If you want to keep track of what ‘new’ old songs become available, you can follow them on Twitter/X. Usually, there’s something new each week on a Friday. It’s about the only reason I still occasionally log into Twitter nowadays. There’s also a monthly email list which I’m on, but can’t seem to find the subscribe link.

CarPlay with Home Assistant

A screenshot of the CarPlay home screen showing the Home Assistant icon

There’s now a CarPlay app for the Home Assistant Companion app on iOS. This means that it’s possible to control (some) of your devices connected to Home Assistant whilst driving.

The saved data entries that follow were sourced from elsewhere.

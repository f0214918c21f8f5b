//! Edge types

use crate::limits::{validate_weight, ValidationError};
use crate::node::NodeId;
use serde::{Deserialize, Serialize};

/// Unique identifier for an edge
#[derive(Debug, Clone, Copy, PartialEq, Eq, PartialOrd, Ord, Hash, Serialize, Deserialize)]
#[serde(transparent)]
pub struct EdgeId(pub i64);

impl EdgeId {
    pub fn new(id: i64) -> Self {
        Self(id)
    }

    pub fn get(&self) -> i64 {
        self.0
    }
}

impl From<i64> for EdgeId {
    fn from(id: i64) -> Self {
        Self(id)
    }
}

impl std::str::FromStr for EdgeId {
    type Err = std::num::ParseIntError;

    fn from_str(s: &str) -> Result<Self, Self::Err> {
        Ok(Self(s.trim().parse()?))
    }
}

impl std::fmt::Display for EdgeId {
    fn fmt(&self, f: &mut std::fmt::Formatter<'_>) -> std::fmt::Result {
        write!(f, "{}", self.0)
    }
}

/// A weighted directed edge between two nodes
///
/// Several edges may connect the same ordered pair; each one is kept.
#[derive(Debug, Clone, PartialEq, Serialize, Deserialize)]
pub struct Edge {
    /// Unique identifier
    pub id: EdgeId,

    /// Source node
    pub src_id: NodeId,

    /// Destination node
    pub dst_id: NodeId,

    /// Traversal cost, always > 0
    pub weight: f64,
}

impl Edge {
    pub fn new(id: EdgeId, src_id: NodeId, dst_id: NodeId, weight: f64) -> Self {
        Self {
            id,
            src_id,
            dst_id,
            weight,
        }
    }
}

/// Data for creating a new edge
#[derive(Debug, Clone, PartialEq, Serialize, Deserialize)]
pub struct NewEdge {
    pub src_id: NodeId,
    pub dst_id: NodeId,
    pub weight: f64,
}

impl NewEdge {
    pub fn new(src_id: NodeId, dst_id: NodeId, weight: f64) -> Self {
        Self {
            src_id,
            dst_id,
            weight,
        }
    }

    /// Check the weight before the edge reaches storage
    pub fn validate(&self) -> Result<(), ValidationError> {
        validate_weight(self.weight)
    }
}

#[cfg(test)]
mod tests {
    use super::*;

    #[test]
    fn test_edge_creation() {
        let edge = Edge::new(EdgeId(1), NodeId(2), NodeId(3), 4.5);
        assert_eq!(edge.id, EdgeId(1));
        assert_eq!(edge.src_id, NodeId(2));
        assert_eq!(edge.dst_id, NodeId(3));
        assert_eq!(edge.weight, 4.5);
    }

    #[test]
    fn test_new_edge_validation() {
        assert!(NewEdge::new(NodeId(1), NodeId(2), 0.5).validate().is_ok());
        assert!(NewEdge::new(NodeId(1), NodeId(2), 0.0).validate().is_err());
        assert!(NewEdge::new(NodeId(1), NodeId(2), -3.0).validate().is_err());
        assert!(NewEdge::new(NodeId(1), NodeId(2), f64::NAN).validate().is_err());
    }
}
//! Output formatting utilities

use clap::ValueEnum;
use serde::Serialize;

/// Output format
#[derive(Debug, Clone, Copy, PartialEq, Eq, ValueEnum)]
pub enum OutputFormat {
    Table,
    Json,
}

/// Pretty-printed JSON
pub fn to_json<T: Serialize>(data: &T) -> anyhow::Result<String> {
    Ok(serde_json::to_string_pretty(data)?)
}

/// Render rows as a left-aligned, space-padded table
pub fn render_table(headers: &[&str], rows: &[Vec<String>]) -> String {
    let mut widths: Vec<usize> = headers.iter().map(|h| h.len()).collect();
    for row in rows {
        for (i, cell) in row.iter().enumerate() {
            if let Some(w) = widths.get_mut(i) {
                *w = (*w).max(cell.chars().count());
            }
        }
    }

    let line = |cells: Vec<&str>| {
        cells
            .iter()
            .zip(&widths)
            .map(|(cell, w)| format!("{:<width$}", cell, width = *w))
            .collect::<Vec<_>>()
            .join("  ")
            .trim_end()
            .to_string()
    };

    let mut out = vec![line(headers.to_vec())];
    out.push(
        widths
            .iter()
            .map(|w| "-".repeat(*w))
            .collect::<Vec<_>>()
            .join("  "),
    );
    for row in rows {
        out.push(line(row.iter().map(String::as_str).collect()));
    }
    out.join("\n")
}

I like CarPlay, and have a standalone unit in my car. Most CarPlay apps are designed for either navigation or for listening to audio content whilst driving, but Apple has allowed some other apps more recently. For example, the RingGo parking app is now available in CarPlay; I wish the same could be said for the four other parking apps I have installed.

The Home Assistant app has four tabs: Actions, Areas, Control and Servers. Areas gives you the list of rooms that you have defined, and from there you can access some of your devices. Control gives you a big list of all of the devices that have a function that can be controlled whilst using CarPlay – mainly buttons and switches. Meanwhile the Servers tab is there in case you’re able to log in to more than one Home Assistant instance.

Actions are unique to the Home Assistant Companion app. They link to automations, but have a specific trigger. At the moment, I’m only really using actions to control my Nest thermostat as this is usually the only thing I want to control outside the home. Actions are also used by widgets on iOS, and by the Apple Watch integration. They’re a bit of a faff to set up at present; this video seems to be the best guide to setting them up.

It should be noted that Home Assistant also supports Android Auto, and indeed has done for longer. CarPlay support was new in January but it’s taken me until now to get it set up and remember to take some screenshots.

I’m really happy about this new feature, as being able to safely control my heating whilst driving isn’t something I’ve been able to do before. It makes the time that I’ve spent setting up and tweaking my Home Assistant server worthwhile.